Exercise goal → Please filter the listing for the string "address" and copy each matching line.

Input for this task →
»»

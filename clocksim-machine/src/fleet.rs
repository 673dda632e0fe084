//! Orchestrator: a fleet of machines on consecutive ports of one host,
//! every machine peered with every other.

use std::sync::Arc;
use std::time::Duration;

use rand::rngs::StdRng;
use rand::{Rng, SeedableRng};
use tracing::{error, info, instrument, warn};
use validator::Validate;

use clocksim_config::{ConfigError, FleetConfig, MachineConfig, PeerEndpoint};
use clocksim_telemetry::FileEventLog;

use crate::error::MachineError;
use crate::machine::Machine;

pub struct Fleet {
    machines: Vec<Machine>,
}

impl Fleet {
    /// Machine ids start at 1; machine `i` listens on `base_port + i - 1`.
    /// Tick rates are drawn from the configured range.
    pub fn plan(config: &FleetConfig) -> Vec<MachineConfig> {
        let mut rng = match config.seed {
            Some(seed) => StdRng::seed_from_u64(seed),
            None => StdRng::from_os_rng(),
        };
        let (low, high) = if config.tick_rate_min <= config.tick_rate_max {
            (config.tick_rate_min, config.tick_rate_max)
        } else {
            (config.tick_rate_max, config.tick_rate_min)
        };
        let ports: Vec<u16> = (0..config.machines)
            .map(|i| config.base_port.saturating_add(i as u16))
            .collect();

        ports
            .iter()
            .enumerate()
            .map(|(i, &port)| {
                let id = i as u32 + 1;
                let peers = ports
                    .iter()
                    .filter(|&&other| other != port)
                    .map(|&other| PeerEndpoint::new(config.address.clone(), other))
                    .collect();
                let tick_rate = rng.random_range(low..=high);

                let mut machine = MachineConfig::new(id, config.address.clone(), port, tick_rate)
                    .with_peers(peers)
                    .with_internal_event_probability(config.internal_event_probability)
                    .with_broadcast(config.broadcast)
                    .with_failed_send(config.failed_send);
                if let Some(seed) = config.seed {
                    machine = machine.with_seed(seed.wrapping_add(u64::from(id)));
                }
                machine
            })
            .collect()
    }

    /// Plans the fleet and opens each machine's event log in `log_dir`.
    pub fn new(config: &FleetConfig) -> Result<Self, MachineError> {
        config
            .validate()
            .map_err(|errors| ConfigError::validation("fleet", errors))?;
        let machines = Self::plan(config)
            .into_iter()
            .map(|machine| {
                let log = FileEventLog::create(&config.log_dir, machine.id, machine.tick_rate)?;
                Machine::new(machine, Arc::new(log))
            })
            .collect::<Result<Vec<_>, _>>()?;
        Ok(Self::from_machines(machines))
    }

    pub fn from_machines(machines: Vec<Machine>) -> Self {
        Self { machines }
    }

    pub fn machines(&self) -> &[Machine] {
        &self.machines
    }

    /// Starts every machine. If one fails, those already started are stopped
    /// and the error is returned.
    pub async fn start(&mut self) -> Result<(), MachineError> {
        for index in 0..self.machines.len() {
            let machine = &mut self.machines[index];
            info!(
                machine_id = machine.id(),
                port = machine.config().port,
                tick_rate = machine.config().tick_rate,
                "Starting machine"
            );
            if let Err(e) = machine.start().await {
                error!(machine_id = machine.id(), "Machine failed to start: {e}");
                for started in &mut self.machines[..index] {
                    if let Err(stop_error) = started.stop().await {
                        warn!(machine_id = started.id(), "Stop after failed start: {stop_error}");
                    }
                }
                return Err(e);
            }
        }
        Ok(())
    }

    /// Stops every machine, reporting the first failure after all were tried.
    pub async fn stop(&mut self) -> Result<(), MachineError> {
        let mut first_error = None;
        for machine in &mut self.machines {
            if let Err(e) = machine.stop().await {
                warn!(machine_id = machine.id(), "Machine did not stop cleanly: {e}");
                first_error.get_or_insert(e);
            }
        }
        first_error.map_or(Ok(()), Err)
    }

    /// Starts the fleet, waits for `duration` or Ctrl-C, then stops it.
    #[instrument(skip(self), fields(machines = self.machines.len()))]
    pub async fn run_for(&mut self, duration: Duration) -> Result<(), MachineError> {
        self.start().await?;
        info!("Simulation running for {}s", duration.as_secs());

        tokio::select! {
            _ = tokio::time::sleep(duration) => info!("Simulation duration elapsed"),
            signal = tokio::signal::ctrl_c() => match signal {
                Ok(()) => info!("Received interrupt signal, shutting down"),
                Err(e) => warn!("Unable to listen for interrupt signal: {e}"),
            },
        }

        self.stop().await?;
        info!("All machines stopped");
        Ok(())
    }
}
//! # clocksim Telemetry
//!
//! Crate for diagnostic logging, the per-machine event log and metrics.

pub mod event_log;
pub mod logging;
pub mod metrics;

pub use event_log::FileEventLog;
pub use logging::EventLogger;
pub use metrics::MetricsRecorder;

««

Answer section →
                    .map(|&other| PeerEndpoint::new(config.address.clone(), other))
                let mut machine = MachineConfig::new(id, config.address.clone(), port, tick_rate)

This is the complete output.